Say how many lines in the entries contain "await", giving only the number.

▸ MATERIALS PROVIDED:
· · ·

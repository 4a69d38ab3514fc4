//! # Database Persistence Layer
//!
//! Optional Postgres persistence via SQLx. When a database URL is given the
//! API writes every committed escrow change through to the
//! `escrow_transactions` and `escrow_events` tables and hydrates the
//! in-memory store from them at startup. Without one, state lives in memory
//! only (development and tests).

pub mod transactions;

use sqlx::postgres::{PgPool, PgPoolOptions};

/// Initialize the connection pool and run migrations.
///
/// Returns `None` if no URL is given (in-memory-only mode).
/// Returns `Err` if the URL is set but the connection or migration fails.
pub async fn init_pool(database_url: Option<&str>) -> Result<Option<PgPool>, sqlx::Error> {
    let Some(url) = database_url else {
        tracing::warn!(
            "DATABASE_URL not set: running in-memory only mode. \
             Escrow state will not survive restarts."
        );
        return Ok(None);
    };

    let pool = PgPoolOptions::new()
        .max_connections(20)
        .min_connections(2)
        .acquire_timeout(std::time::Duration::from_secs(5))
        .connect(url)
        .await?;

    tracing::info!("Connected to PostgreSQL");

    sqlx::migrate!("./migrations").run(&pool).await?;
    tracing::info!("Database migrations applied");

    Ok(Some(pool))
}
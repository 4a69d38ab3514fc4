//! # Transaction Store
//!
//! Durable home of each order's [`EscrowTransaction`] and its event log.
//!
//! ## Concurrency
//!
//! Writers never overwrite blindly. [`TransactionStore::commit`] is a
//! compare-and-swap on `(order_id, expected_status, expected_version)`: the
//! new record and its events land together only if nothing else committed
//! since the writer's snapshot. Otherwise the writer gets
//! [`EscrowError::ConflictingTransition`] and must re-read.
//!
//! ## Corruption
//!
//! Records that fail their invariants on read or restore are moved to a
//! reconciliation list and every later read reports them as corrupt. They are
//! never rewritten by the engine.

use std::collections::HashMap;
use std::sync::Arc;

use chrono::{DateTime, Utc};
use kicks_core::OrderId;
use parking_lot::RwLock;
use serde::Serialize;

use crate::clock::{Clock, SystemClock};
use crate::error::EscrowError;
use crate::event::{head_hash, verify_event_chain, Event};
use crate::status::EscrowStatus;
use crate::transaction::EscrowTransaction;

/// A consistent read of a transaction and the head of its event chain.
#[derive(Debug, Clone)]
pub struct Snapshot {
    pub transaction: EscrowTransaction,
    pub head_hash: String,
}

/// What the writer believed was stored when it computed its update.
#[derive(Debug, Clone, Copy, PartialEq, Eq)]
pub struct Expected {
    pub status: EscrowStatus,
    pub version: u64,
}

impl Expected {
    /// Expectation matching `tx` as read.
    pub fn of(tx: &EscrowTransaction) -> Self {
        Self {
            status: tx.status,
            version: tx.version,
        }
    }
}

/// A record held for manual reconciliation.
#[derive(Debug, Clone, PartialEq, Eq, Serialize)]
pub struct FlaggedRecord {
    pub order_id: OrderId,
    pub detail: String,
    pub flagged_at: DateTime<Utc>,
}

/// Storage for escrow transactions and their event logs.
pub trait TransactionStore: Send + Sync {
    /// Store a new transaction with its initial events.
    fn insert(&self, tx: EscrowTransaction, events: Vec<Event>) -> Result<(), EscrowError>;

    /// Current record.
    fn get(&self, order_id: &OrderId) -> Result<EscrowTransaction, EscrowError>;

    /// Current record plus the hash its next event must link to.
    fn snapshot(&self, order_id: &OrderId) -> Result<Snapshot, EscrowError>;

    /// Full event log in sequence order.
    fn events(&self, order_id: &OrderId) -> Result<Vec<Event>, EscrowError>;

    /// Replace the record and append events if it is still as `expected`.
    fn commit(
        &self,
        expected: Expected,
        tx: EscrowTransaction,
        events: Vec<Event>,
    ) -> Result<(), EscrowError>;

    /// Orders in `delivered` whose window closed at or before `now`.
    fn list_due_for_release(&self, now: DateTime<Utc>) -> Vec<OrderId>;

    /// Load a persisted record at startup. Records that fail verification are
    /// flagged instead of loaded, and the error is returned.
    fn restore(&self, tx: EscrowTransaction, events: Vec<Event>) -> Result<(), EscrowError>;

    /// Hold an order for reconciliation.
    fn flag_for_reconciliation(&self, order_id: &OrderId, detail: String);

    /// Every held order.
    fn flagged(&self) -> Vec<FlaggedRecord>;

    /// Number of loaded transactions.
    fn len(&self) -> usize;

    /// Whether no transactions are loaded.
    fn is_empty(&self) -> bool {
        self.len() == 0
    }
}

#[derive(Debug, Clone)]
struct Entry {
    tx: EscrowTransaction,
    events: Vec<Event>,
}

/// In-memory store guarded by a `parking_lot::RwLock`.
///
/// The clock stamps reconciliation flags. Give it the engine's clock.
pub struct InMemoryStore {
    entries: RwLock<HashMap<OrderId, Entry>>,
    flagged: RwLock<HashMap<OrderId, FlaggedRecord>>,
    clock: Arc<dyn Clock>,
}

impl Default for InMemoryStore {
    fn default() -> Self {
        Self::with_clock(Arc::new(SystemClock))
    }
}

impl std::fmt::Debug for InMemoryStore {
    fn fmt(&self, f: &mut std::fmt::Formatter<'_>) -> std::fmt::Result {
        f.debug_struct("InMemoryStore")
            .field("entries", &self.entries.read().len())
            .field("flagged", &self.flagged.read().len())
            .finish_non_exhaustive()
    }
}

impl InMemoryStore {
    /// Create an empty store on the system clock.
    pub fn new() -> Self {
        Self::default()
    }

    /// Create an empty store that stamps flags with `clock`.
    pub fn with_clock(clock: Arc<dyn Clock>) -> Self {
        Self {
            entries: RwLock::new(HashMap::new()),
            flagged: RwLock::new(HashMap::new()),
            clock,
        }
    }

    fn check_flagged(&self, order_id: &OrderId) -> Result<(), EscrowError> {
        match self.flagged.read().get(order_id) {
            Some(record) => Err(EscrowError::CorruptRecord {
                order_id: order_id.clone(),
                detail: record.detail.clone(),
            }),
            None => Ok(()),
        }
    }

    fn read_entry(&self, order_id: &OrderId) -> Result<Entry, EscrowError> {
        self.check_flagged(order_id)?;
        let entry = self
            .entries
            .read()
            .get(order_id)
            .cloned()
            .ok_or_else(|| EscrowError::NotFound(order_id.clone()))?;
        if let Err(err) = entry.tx.verify_invariants() {
            if let EscrowError::CorruptRecord { detail, .. } = &err {
                self.flag_for_reconciliation(order_id, detail.clone());
            }
            return Err(err);
        }
        Ok(entry)
    }
}

fn check_appended(current: &Entry, events: &[Event], tx: &EscrowTransaction) -> Result<(), String> {
    let mut expected_sequence = current.tx.version;
    let mut expected_link = head_hash(&current.events).to_string();
    for e in events {
        expected_sequence += 1;
        if e.sequence != expected_sequence || e.previous_hash != expected_link {
            return Err(format!("event {} does not extend the log", e.sequence));
        }
        expected_link = e.event_hash.clone();
    }
    if tx.version != expected_sequence {
        return Err(format!(
            "version {} does not match event count {expected_sequence}",
            tx.version
        ));
    }
    Ok(())
}

impl TransactionStore for InMemoryStore {
    fn insert(&self, tx: EscrowTransaction, events: Vec<Event>) -> Result<(), EscrowError> {
        tx.verify_invariants()?;
        verify_event_chain(&tx.order_id, &events)?;
        if tx.version != events.len() as u64 {
            return Err(EscrowError::CorruptRecord {
                order_id: tx.order_id.clone(),
                detail: "version does not match event count".to_string(),
            });
        }
        let mut entries = self.entries.write();
        if entries.contains_key(&tx.order_id) || self.flagged.read().contains_key(&tx.order_id) {
            return Err(EscrowError::AlreadyExists(tx.order_id));
        }
        entries.insert(tx.order_id.clone(), Entry { tx, events });
        Ok(())
    }

    fn get(&self, order_id: &OrderId) -> Result<EscrowTransaction, EscrowError> {
        self.read_entry(order_id).map(|e| e.tx)
    }

    fn snapshot(&self, order_id: &OrderId) -> Result<Snapshot, EscrowError> {
        let entry = self.read_entry(order_id)?;
        Ok(Snapshot {
            head_hash: head_hash(&entry.events).to_string(),
            transaction: entry.tx,
        })
    }

    fn events(&self, order_id: &OrderId) -> Result<Vec<Event>, EscrowError> {
        self.read_entry(order_id).map(|e| e.events)
    }

    fn commit(
        &self,
        expected: Expected,
        tx: EscrowTransaction,
        events: Vec<Event>,
    ) -> Result<(), EscrowError> {
        self.check_flagged(&tx.order_id)?;
        tx.verify_invariants()?;
        let mut entries = self.entries.write();
        let current = entries
            .get_mut(&tx.order_id)
            .ok_or_else(|| EscrowError::NotFound(tx.order_id.clone()))?;

        if current.tx.status != expected.status || current.tx.version != expected.version {
            return Err(EscrowError::ConflictingTransition {
                order_id: tx.order_id.clone(),
                expected_status: expected.status,
                expected_version: expected.version,
                actual_status: current.tx.status,
                actual_version: current.tx.version,
            });
        }
        if let Err(detail) = check_appended(current, &events, &tx) {
            tracing::warn!(
                order_id = %tx.order_id,
                detail = %detail,
                "rejected commit that does not extend the event log"
            );
            return Err(EscrowError::ConflictingTransition {
                order_id: tx.order_id.clone(),
                expected_status: expected.status,
                expected_version: expected.version,
                actual_status: current.tx.status,
                actual_version: current.tx.version,
            });
        }

        current.events.extend(events);
        current.tx = tx;
        Ok(())
    }

    fn list_due_for_release(&self, now: DateTime<Utc>) -> Vec<OrderId> {
        let entries = self.entries.read();
        let flagged = self.flagged.read();
        let mut due: Vec<(DateTime<Utc>, OrderId)> = entries
            .values()
            .filter(|e| e.tx.is_due_for_release(now) && !flagged.contains_key(&e.tx.order_id))
            .filter_map(|e| e.tx.escrow_expires_at.map(|at| (at, e.tx.order_id.clone())))
            .collect();
        due.sort();
        due.into_iter().map(|(_, id)| id).collect()
    }

    fn restore(&self, tx: EscrowTransaction, events: Vec<Event>) -> Result<(), EscrowError> {
        let verified = tx
            .verify_invariants()
            .and_then(|()| verify_event_chain(&tx.order_id, &events))
            .and_then(|()| {
                if tx.version == events.len() as u64 {
                    Ok(())
                } else {
                    Err(EscrowError::CorruptRecord {
                        order_id: tx.order_id.clone(),
                        detail: format!(
                            "version {} but {} events stored",
                            tx.version,
                            events.len()
                        ),
                    })
                }
            });
        if let Err(err) = verified {
            let detail = match &err {
                EscrowError::CorruptRecord { detail, .. } => detail.clone(),
                other => other.to_string(),
            };
            self.flag_for_reconciliation(&tx.order_id, detail);
            return Err(err);
        }
        self.entries
            .write()
            .insert(tx.order_id.clone(), Entry { tx, events });
        Ok(())
    }

    fn flag_for_reconciliation(&self, order_id: &OrderId, detail: String) {
        tracing::error!(
            order_id = %order_id,
            detail = %detail,
            "escrow record flagged for reconciliation"
        );
        self.entries.write().remove(order_id);
        self.flagged.write().insert(
            order_id.clone(),
            FlaggedRecord {
                order_id: order_id.clone(),
                detail,
                flagged_at: self.clock.now(),
            },
        );
    }

    fn flagged(&self) -> Vec<FlaggedRecord> {
        let mut records: Vec<_> = self.flagged.read().values().cloned().collect();
        records.sort_by(|a, b| a.order_id.cmp(&b.order_id));
        records
    }

    fn len(&self) -> usize {
        self.entries.read().len()
    }
}
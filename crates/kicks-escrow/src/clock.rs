//! # Escrow Clock
//!
//! Time source abstraction plus the read-side projections of the escrow
//! window: expiry, remaining time, progress and the countdown shown to buyers
//! and sellers. Nothing here mutates a transaction. Release itself is the
//! scheduler's job, so a countdown reading "Expired" never races a write.

use chrono::{DateTime, Days, Duration, Utc};
use parking_lot::RwLock;
use serde::Serialize;

use crate::transaction::EscrowTransaction;

/// Source of the current time.
pub trait Clock: Send + Sync {
    /// Current instant.
    fn now(&self) -> DateTime<Utc>;
}

/// Wall-clock time.
#[derive(Debug, Clone, Copy, Default)]
pub struct SystemClock;

impl Clock for SystemClock {
    fn now(&self) -> DateTime<Utc> {
        Utc::now()
    }
}

/// A clock that only moves when told to. For tests and replay.
#[derive(Debug)]
pub struct ManualClock {
    now: RwLock<DateTime<Utc>>,
}

impl ManualClock {
    /// Start at `now`.
    pub fn new(now: DateTime<Utc>) -> Self {
        Self {
            now: RwLock::new(now),
        }
    }

    /// Jump to `now`.
    pub fn set(&self, now: DateTime<Utc>) {
        *self.now.write() = now;
    }

    /// Move forward by `by`.
    pub fn advance(&self, by: Duration) {
        let mut now = self.now.write();
        *now += by;
    }
}

impl Clock for ManualClock {
    fn now(&self) -> DateTime<Utc> {
        *self.now.read()
    }
}

/// `delivered_at` plus `escrow_days` calendar days, or `None` on overflow.
pub fn escrow_expiry(delivered_at: DateTime<Utc>, escrow_days: u32) -> Option<DateTime<Utc>> {
    delivered_at.checked_add_days(Days::new(u64::from(escrow_days)))
}

/// Remaining time as `"2d 4h"`, `"3h 12m"`, `"45m"`, `"<1m"` or `"Expired"`.
pub fn time_remaining(expires_at: DateTime<Utc>, now: DateTime<Utc>) -> String {
    let secs = (expires_at - now).num_seconds();
    if secs <= 0 {
        return "Expired".to_string();
    }
    let days = secs / 86_400;
    let hours = (secs % 86_400) / 3_600;
    let minutes = (secs % 3_600) / 60;
    if days > 0 {
        format!("{days}d {hours}h")
    } else if hours > 0 {
        format!("{hours}h {minutes}m")
    } else if minutes > 0 {
        format!("{minutes}m")
    } else {
        "<1m".to_string()
    }
}

/// Fraction of the window elapsed, clamped to `[0, 1]`.
///
/// A zero-length window counts as fully elapsed.
pub fn escrow_progress(
    delivered_at: DateTime<Utc>,
    expires_at: DateTime<Utc>,
    now: DateTime<Utc>,
) -> f64 {
    let window = (expires_at - delivered_at).num_milliseconds();
    if window <= 0 {
        return 1.0;
    }
    let elapsed = (now - delivered_at).num_milliseconds();
    (elapsed as f64 / window as f64).clamp(0.0, 1.0)
}

/// Countdown state for presentation.
#[derive(Debug, Clone, PartialEq, Serialize)]
pub struct EscrowCountdown {
    pub expires_at: Option<DateTime<Utc>>,
    pub time_remaining: Option<String>,
    pub progress: f64,
    pub near_expiry: bool,
    pub expired: bool,
    /// A dispute is open; the countdown is held at the moment it was opened.
    pub frozen: bool,
    /// `escrow_days == 0`: funds release on delivery.
    pub trusted_seller: bool,
}

/// Project the countdown for `tx` at `now`.
///
/// Returns `None` until the item is delivered into an escrow window.
pub fn escrow_countdown(
    tx: &EscrowTransaction,
    now: DateTime<Utc>,
    near_expiry_threshold: f64,
) -> Option<EscrowCountdown> {
    let trusted_seller = tx.escrow_days == 0;
    let (delivered_at, expires_at) = match (tx.delivered_at, tx.escrow_expires_at) {
        (Some(d), Some(e)) => (d, e),
        _ if trusted_seller => {
            return Some(EscrowCountdown {
                expires_at: None,
                time_remaining: None,
                progress: if tx.delivered_at.is_some() { 1.0 } else { 0.0 },
                near_expiry: false,
                expired: false,
                frozen: false,
                trusted_seller,
            })
        }
        _ => return None,
    };

    let frozen_at = tx
        .dispute
        .as_ref()
        .filter(|_| tx.has_open_dispute())
        .map(|d| d.opened_at);
    let at = frozen_at.unwrap_or(now);
    let progress = escrow_progress(delivered_at, expires_at, at);
    let expired = frozen_at.is_none() && expires_at <= now;

    Some(EscrowCountdown {
        expires_at: Some(expires_at),
        time_remaining: Some(time_remaining(expires_at, at)),
        progress,
        near_expiry: !expired && frozen_at.is_none() && progress >= near_expiry_threshold,
        expired,
        frozen: frozen_at.is_some(),
        trusted_seller,
    })
}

· · ·

▸ RESPONSE TO THIS TASK: 2